Worry, Doubt, And Practical Atheism

I remember feeling overwhelmed during the first week of classes my freshman year of college---good ol' syllabus shock. Having only written one paper in high school (and only four pages at that) I was not prepared to write multiple papers over a 15 week period. Well, I did and I survived. Looking back I wonder why I was so freaked out by those syllabi.

I am hoping that in December I will look back and wonder why I was so freaked out in August. I have only seen one of three syllabi and already I am dreading the workload that this semester will bring. I feel like a freshman again. I feel just as unprepared as I did then. I haven't written a paper in nearly ten months. I haven't been in a classroom for ten months. It just feels weird to even walk around on campus. I am wondering how on earth I will ever get through the next two to three years.

To be honest I am filled with a lot of worry and doubt. I am doubting my own abilities and I am worried that seminary will just be too hard. I am also remembering that someone once said worry and doubt are practical atheism. So I am going to choose to trust God. To trust that I am right where he wants me to be.

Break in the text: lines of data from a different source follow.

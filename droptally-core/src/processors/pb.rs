use crate::coalescer::{COALESCE_WINDOW, CoalesceAction, PbCoalescer};
use crate::context::SubmissionContext;
use crate::dedup;
use crate::error::{SubmissionError, SubmissionKind, SubmissionOutcome};
use crate::groups;
use crate::normalize::{format_time_ms, parse_time_ms};
use crate::notify;
use crate::points;
use crate::processors::{SubmissionFields, player_groups};
use crate::resolver;
use chrono::Utc;
use droptally_db::db;
use droptally_db::models::NewPersonalBest;
use log::{debug, error, warn};
use serde_json::json;
use std::sync::Arc;

#[derive(Debug, Clone)]
pub struct PbSubmission {
    pub player_name: String,
    pub account_hash: String,
    pub npc_name: String,
    pub current_time_ms: Option<i64>,
    pub personal_best_ms: Option<i64>,
    pub team_size: String,
    pub is_new_pb: bool,
    pub unique_id: Option<String>,
    pub used_api: bool,
    pub image_url: Option<String>,
}

impl PbSubmission {
    pub fn from_fields(fields: &SubmissionFields) -> Result<Self, SubmissionError> {
        Ok(Self {
            player_name: fields.required(&["player_name", "player"], "player name")?,
            account_hash: fields.required(&["acc_hash", "account_hash"], "account hash")?,
            npc_name: fields.required(&["npc_name", "boss_name", "source"], "boss name")?,
            current_time_ms: fields
                .get(&["current_time_ms", "kill_time"])
                .and_then(parse_time_ms),
            personal_best_ms: fields
                .get(&["personal_best_ms", "best_time"])
                .and_then(parse_time_ms),
            team_size: fields
                .get(&["team_size"])
                .unwrap_or("Solo")
                .trim()
                .to_string(),
            is_new_pb: fields.get_bool(&["is_new_pb", "is_pb"]),
            unique_id: fields.get(&["guid", "unique_id"]).map(str::to_string),
            used_api: fields.get_bool(&["used_api"]),
            image_url: fields.get(&["image_url"]).map(str::to_string),
        })
    }

    /// The kill time this submission claims: the smaller of the two when
    /// both are present and positive, else whichever is positive.
    pub fn effective_ms(&self) -> Option<i64> {
        let current = self.current_time_ms.filter(|ms| *ms > 0);
        let best = self.personal_best_ms.filter(|ms| *ms > 0);
        match (current, best) {
            (Some(current), Some(best)) => Some(current.min(best)),
            (Some(current), None) => Some(current),
            (None, Some(best)) => Some(best),
            (None, None) => None,
        }
    }
}

/// Entry point from the dispatcher. Raid submissions detour through the
/// coalescer and materialize nothing synchronously.
pub async fn process(
    ctx: &Arc<SubmissionContext>,
    fields: &SubmissionFields,
) -> Result<Option<SubmissionOutcome>, SubmissionError> {
    let sub = PbSubmission::from_fields(fields)?;

    if sub.effective_ms().is_none() {
        // No time was provided; nothing to record.
        return Ok(None);
    }

    if PbCoalescer::is_raid(&sub.npc_name) {
        let player_name = sub.player_name.clone();
        match ctx.coalescer.offer(sub) {
            CoalesceAction::Buffered => {
                debug!("Buffered raid PB for {player_name} into the open window");
            }
            CoalesceAction::Opened => {
                debug!("Opened raid PB window for {player_name}");
                let ctx = ctx.clone();
                tokio::spawn(async move {
                    tokio::time::sleep(COALESCE_WINDOW).await;
                    let Some(winner) = ctx.coalescer.take(&player_name) else {
                        debug!("Raid PB window for {player_name} was cancelled");
                        return;
                    };
                    if let Err(err) = process_direct(&ctx, winner).await {
                        error!("Coalesced raid PB for {player_name} failed: {err}");
                    }
                });
            }
        }
        return Ok(None);
    }

    process_direct(ctx, sub).await.map(Some)
}

/// The synchronous PB path, shared by non-raid submissions and the
/// coalescer's fire timer.
pub async fn process_direct(
    ctx: &SubmissionContext,
    sub: PbSubmission,
) -> Result<SubmissionOutcome, SubmissionError> {
    dedup::ensure_can_create(ctx, SubmissionKind::PersonalBest, sub.unique_id.as_deref()).await?;

    let player = resolver::resolve_player_and_auth(ctx, &sub.player_name, &sub.account_hash).await?;
    let player_id = player.player_id;

    let npc = resolver::resolve_npc(ctx, &sub.npc_name, player_id, &sub.player_name).await?;
    let Some((npc_id, npc_name)) = npc else {
        return Err(SubmissionError::unknown_npc(&sub.npc_name));
    };

    let effective_ms = sub
        .effective_ms()
        .ok_or_else(|| SubmissionError::validation("no kill time provided"))?;
    let kill_time_ms = sub.current_time_ms.filter(|ms| *ms > 0).unwrap_or(effective_ms);

    let team_size = sub.team_size.clone();
    let image_url = sub.image_url.clone();
    let unique_id = sub.unique_id.clone();
    let claimed_new_pb = sub.is_new_pb;
    let used_api = sub.used_api;
    let (pb_id, old_time_ms, is_new_pb) = ctx
        .run_db(move |conn| {
            let existing = db::find_personal_best(conn, player_id, npc_id, &team_size)?;
            match existing {
                Some(existing) => {
                    if effective_ms < existing.personal_best_ms {
                        db::update_personal_best(
                            conn,
                            existing.id,
                            effective_ms,
                            kill_time_ms,
                            true,
                            image_url.as_deref(),
                            Utc::now(),
                        )?;
                        Ok((existing.id, Some(existing.personal_best_ms), true))
                    } else {
                        Ok((existing.id, None, false))
                    }
                }
                None => {
                    let created = db::insert_personal_best(
                        conn,
                        &NewPersonalBest {
                            player_id,
                            npc_id,
                            team_size: &team_size,
                            personal_best_ms: effective_ms,
                            kill_time_ms,
                            new_pb: claimed_new_pb,
                            image_url: image_url.as_deref(),
                            used_api,
                            unique_id: unique_id.as_deref(),
                            date_added: Utc::now().naive_utc(),
                        },
                    )?;
                    Ok((created.id, None, claimed_new_pb))
                }
            }
        })
        .await?;

    if !is_new_pb {
        return Ok(SubmissionOutcome::new(SubmissionKind::PersonalBest, Some(pb_id)));
    }

    // A new best at 50+ kill count earns points; an unreachable KC service
    // only costs the award.
    match ctx.wom.player_boss_kills(&sub.player_name, &npc_name).await {
        Ok(Some(kill_count)) if kill_count >= 50 => {
            let source = format!(
                "New Personal Best ({}) at {npc_name}",
                format_time_ms(effective_ms)
            );
            ctx.run_db(move |conn| {
                points::award_points_to_player(
                    conn,
                    player_id,
                    20,
                    &source,
                    Some(points::DEFAULT_EXPIRY_DAYS),
                )
            })
            .await?;
        }
        Ok(_) => {}
        Err(err) => warn!("KC lookup failed for {}: {err}", sub.player_name),
    }

    let data = json!({
        "player_name": sub.player_name,
        "player_id": player_id,
        "pb_id": pb_id,
        "npc_id": npc_id,
        "boss_name": npc_name,
        "time_ms": effective_ms,
        "old_time_ms": old_time_ms,
        "team_size": sub.team_size,
        "kill_time_ms": kill_time_ms,
        "image_url": sub.image_url,
    });

    let mut dm_sent = false;
    for group in player_groups(ctx, player_id).await? {
        let group_id = group.group_id;
        let enabled = ctx
            .run_db(move |conn| Ok(groups::group_notify_enabled(conn, group_id, "notify_pbs")?))
            .await?;
        if !enabled {
            continue;
        }
        notify::enqueue(ctx, "pb", player_id, &data, Some(group_id)).await?;
        if !dm_sent {
            notify::enqueue_dm_if_enabled(ctx, &player, "dm_pbs", "dm_pb", &data).await?;
            dm_sent = true;
        }
    }

    Ok(SubmissionOutcome::new(SubmissionKind::PersonalBest, Some(pb_id)))
}

#[cfg(test)]
mod tests {
    use super::*;

    fn sub_with_times(current: Option<i64>, best: Option<i64>) -> PbSubmission {
        PbSubmission {
            player_name: "Bob".to_string(),
            account_hash: "hash-12345".to_string(),
            npc_name: "Zulrah".to_string(),
            current_time_ms: current,
            personal_best_ms: best,
            team_size: "Solo".to_string(),
            is_new_pb: false,
            unique_id: None,
            used_api: true,
            image_url: None,
        }
    }

    #[test]
    fn effective_time_takes_the_smaller_positive() {
        assert_eq!(sub_with_times(Some(60_000), Some(65_000)).effective_ms(), Some(60_000));
        assert_eq!(sub_with_times(Some(65_000), Some(60_000)).effective_ms(), Some(60_000));
        assert_eq!(sub_with_times(Some(60_000), None).effective_ms(), Some(60_000));
        assert_eq!(sub_with_times(None, Some(65_000)).effective_ms(), Some(65_000));
        assert_eq!(sub_with_times(Some(0), Some(0)).effective_ms(), None);
        assert_eq!(sub_with_times(None, None).effective_ms(), None);
    }
}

Wednesday, August 12, 2009

Community

I'm not really sure if it is part of the culture readjustment or just part of my personality, but I am finding that it is really hard to live in community. I know that living in community is good for me, but I don't enjoy it all the time. I even caught myself missing Thailand yesterday because of the independence. And not having to answer to anyone. And having everything the way I want it.

After indulging the introvert in me for four months it is really hard to live with other people. It is really hard to be ok with my stuff getting used and moved and what not. Sometimes its just really hard to be around people in general. Even when they are just minding their own business, they are still there, unintentionally looking over my shoulder, knowing what I am doing and holding me accountable. This is a good thing for spiritual formation--and spiritual formation can be painful.

That being said, I am lucky enough to see my two closest friends everyday. This is a blessing that I often forget and overlook. With that in mind, I don't really miss Thailand all that much. Even my weird neighbor here is better than the weird neighbors who spoke Swiss-German all the time.

Thailand was such a weird time in my life. I hated being away from everyone. After living in a dorm full of girls for four years there was something refreshing about someone always being around. Then I went to Thailand. And now its back to community and its challenges.